Derry's "Are You There?"
Derry's "Are You There?"

Derry is the hand behind Are You There?, a sculpture on display in the lower lobby that, like all his work, seeks to reconcile polarities within the self and within society through the use of dualistic structures.

"The oppositional play of material and form creates tension, manifesting in visual motifs such as black and white, heavy and light, over and under, wherein two disparate ideas must co-exist," he explains. "Remnants of excavated common objects have become artifacts implying erosion and temporality, as well as the possibility for creation and regeneration."

Wynne's two oil paintings, Monarchy and Bivalve, are on display in the IBES main lobby. Wynne explains that she "believes painting can be a visual catalyst for reconnecting people with their physical environment."

"I strive to present a vision of the Earth and its organisms that communicates the unity of nature and the human spirit," she says. "Through my paintings, I hope to create a re-enchantment with nature when there is an urgent need for a renewed reverence for what we are quickly destroying."

Both Derry and Wynne feel strongly about the value of connecting across disciplines—both through the academic lenses that more formally call the Institute home and through their own artistic lenses.

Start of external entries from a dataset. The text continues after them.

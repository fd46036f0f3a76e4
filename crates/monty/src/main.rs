mod dump;
mod logging;
mod report;

use std::env;
use std::fs;
use std::io::{self, Read, Write};
use std::path::{Path, PathBuf};
use std::process;

use clap::{Parser, ValueEnum};
use tracing::debug;

use monty_common::config::{self, ConfigError};
use monty_common::OutputFormat;
use monty_compiler::lexer::{Scanner, SourceError};

use dump::DumpOptions;

/// Monty language driver.
#[derive(Parser)]
#[command(
    name = "monty",
    version,
    about,
    long_about = "Monty language driver.\n\nOnly the lexical front end is available: source can be scanned and\nchecked, but not yet executed.\n\nExamples:\n  monty shapes.mt --dump-tokens            Print one line per token\n  monty shapes.mt --check                  Report lexical errors\n  monty -c 'x := 1' --dump-tokens          Scan an inline program\n  cat shapes.mt | monty - --format json    Tokens from stdin as JSON"
)]
struct Cli {
    /// Source file, or `-` for stdin.
    filename: Option<PathBuf>,

    /// Arguments for the program.
    #[arg(trailing_var_arg = true, allow_hyphen_values = true)]
    args: Vec<String>,

    /// Program passed in as a string.
    #[arg(short = 'c', value_name = "SOURCE")]
    command: Option<String>,

    /// Print the token stream to stdout.
    #[arg(long = "dump-tokens")]
    dump_tokens: bool,

    /// Print the syntax tree to stdout.
    #[arg(long = "dump-ast")]
    dump_ast: bool,

    /// Report lexical errors without running.
    #[arg(long)]
    check: bool,

    /// Token dump format (default from Monty.toml, else debug).
    #[arg(long, value_enum)]
    format: Option<FormatArg>,

    /// Characters of each token value shown in debug dumps.
    #[arg(long, value_name = "N", value_parser = clap::value_parser!(u64).range(1..))]
    width: Option<u64>,

    /// Leave comment tokens out of the dump.
    #[arg(long = "skip-comments")]
    skip_comments: bool,

    /// Log filter level.
    #[arg(
        long = "log-level",
        value_name = "LEVEL",
        value_parser = ["error", "warn", "info", "debug", "trace"]
    )]
    log_level: Option<String>,
}

#[derive(Debug, Clone, Copy, ValueEnum)]
enum FormatArg {
    Debug,
    Json,
}

impl From<FormatArg> for OutputFormat {
    fn from(arg: FormatArg) -> Self {
        match arg {
            FormatArg::Debug => OutputFormat::Debug,
            FormatArg::Json => OutputFormat::Json,
        }
    }
}

/// Errors that end the driver with exit status 1.
#[derive(Debug, thiserror::Error)]
pub enum CliError {
    #[error("could not read '{path}': {source}")]
    Read { path: String, source: io::Error },
    #[error("{0}")]
    Io(#[from] io::Error),
    #[error("failed to serialize token: {0}")]
    Json(#[from] serde_json::Error),
    #[error("{0}")]
    Config(#[from] ConfigError),
    #[error("{0}")]
    Source(#[from] SourceError),
    #[error("interpreter not implemented")]
    NotImplemented,
}

/// Where the program text comes from.
enum Input {
    File(PathBuf),
    Stdin,
    Inline(String),
}

impl Input {
    fn from_cli(cli: &Cli) -> Self {
        match (&cli.command, &cli.filename) {
            (Some(source), _) => Input::Inline(source.clone()),
            (None, Some(path)) if path.as_os_str() != "-" => Input::File(path.clone()),
            (None, _) => Input::Stdin,
        }
    }

    /// Name shown in reports.
    fn display_name(&self) -> String {
        match self {
            Input::File(path) => path
                .file_name()
                .unwrap_or(path.as_os_str())
                .to_string_lossy()
                .to_string(),
            Input::Stdin => "[stdin]".to_string(),
            Input::Inline(_) => "[string]".to_string(),
        }
    }

    /// Directory the Monty.toml search starts from.
    fn config_dir(&self) -> Result<PathBuf, CliError> {
        if let Input::File(path) = self {
            let parent = fs::canonicalize(path)
                .ok()
                .and_then(|abs| abs.parent().map(Path::to_path_buf));
            if let Some(dir) = parent {
                return Ok(dir);
            }
        }
        Ok(env::current_dir()?)
    }

    fn read(&self) -> Result<Vec<u8>, CliError> {
        match self {
            Input::File(path) => fs::read(path).map_err(|source| CliError::Read {
                path: path.display().to_string(),
                source,
            }),
            Input::Stdin => {
                let mut bytes = Vec::new();
                io::stdin()
                    .read_to_end(&mut bytes)
                    .map_err(|source| CliError::Read {
                        path: "-".to_string(),
                        source,
                    })?;
                Ok(bytes)
            }
            Input::Inline(source) => Ok(source.clone().into_bytes()),
        }
    }
}

fn main() {
    let cli = Cli::parse();
    match run(&cli) {
        Ok(code) => process::exit(code),
        Err(e) => {
            eprintln!("error: {}", e);
            process::exit(1);
        }
    }
}

fn run(cli: &Cli) -> Result<i32, CliError> {
    let input = Input::from_cli(cli);

    // === Configuration ===
    let config = config::find_and_load_config(&input.config_dir()?)?;
    let level = cli.log_level.as_deref().unwrap_or(config.log.level.as_str());
    logging::init(level);
    debug!(
        target: "monty::cli",
        config = ?config.source,
        args = ?cli.args,
        "starting"
    );

    let options = DumpOptions {
        format: cli.format.map(Into::into).unwrap_or(config.output.format),
        width: cli
            .width
            .map_or(config.output.display_width, |w| w as usize),
        skip_comments: cli.skip_comments || config.output.skip_comments,
    };

    // === Source ===
    let bytes = input.read()?;
    let source = Scanner::from_utf8(&bytes)?.source();

    let stdout = io::stdout();
    let stderr = io::stderr();
    execute(
        cli,
        source,
        &input.display_name(),
        &options,
        &mut stdout.lock(),
        &mut stderr.lock(),
    )
}

/// Carry out the requested actions on `source` and return the exit status.
fn execute<O: Write, E: Write>(
    cli: &Cli,
    source: &str,
    file_name: &str,
    options: &DumpOptions,
    out: &mut O,
    err: &mut E,
) -> Result<i32, CliError> {
    let mut status = 0;

    if cli.dump_tokens {
        let summary = dump::dump_tokens(Scanner::new(source), options, out)?;
        out.flush()?;
        debug!(
            target: "monty::cli",
            tokens = summary.tokens,
            errors = summary.errors,
            "dumped tokens"
        );
    }

    if cli.check {
        let (_, diagnostics) = Scanner::new(source).tokenize();
        for diag in diagnostics.diagnostics() {
            report::write_diagnostic(diag, source, file_name, err)?;
        }
        if diagnostics.has_errors() {
            writeln!(err, "{}: {} lexical error(s)", file_name, diagnostics.len())?;
            status = 1;
        } else if !cli.dump_tokens {
            writeln!(out, "No errors found.")?;
        }
    }

    if cli.dump_ast || !(cli.dump_tokens || cli.check) {
        return Err(CliError::NotImplemented);
    }

    Ok(status)
}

"I am particularly inspired when I have the opportunity to collaborate with scientists and ecologists in the process of making my work," says Wynne. "My hope is that the Brown University community will find inspiration from my work as they continue to prepare students to envision a more just and sustainable world."

Wynne's "Monarchy" (left) and "Bivalve" (right).
Wynne's "Monarchy" (left) and "Bivalve" (right).

Derry sees his work as fitting into the Institute's mission through its implicit cultural commentary.

"Although my sculpture doesn't directly participate in the subject of environmental studies, it does act as a mirror for our social construct through the use of detritus and every day objects," he says. "As a result, my work provokes introspection and creative thinking, which is elemental to any inspired research."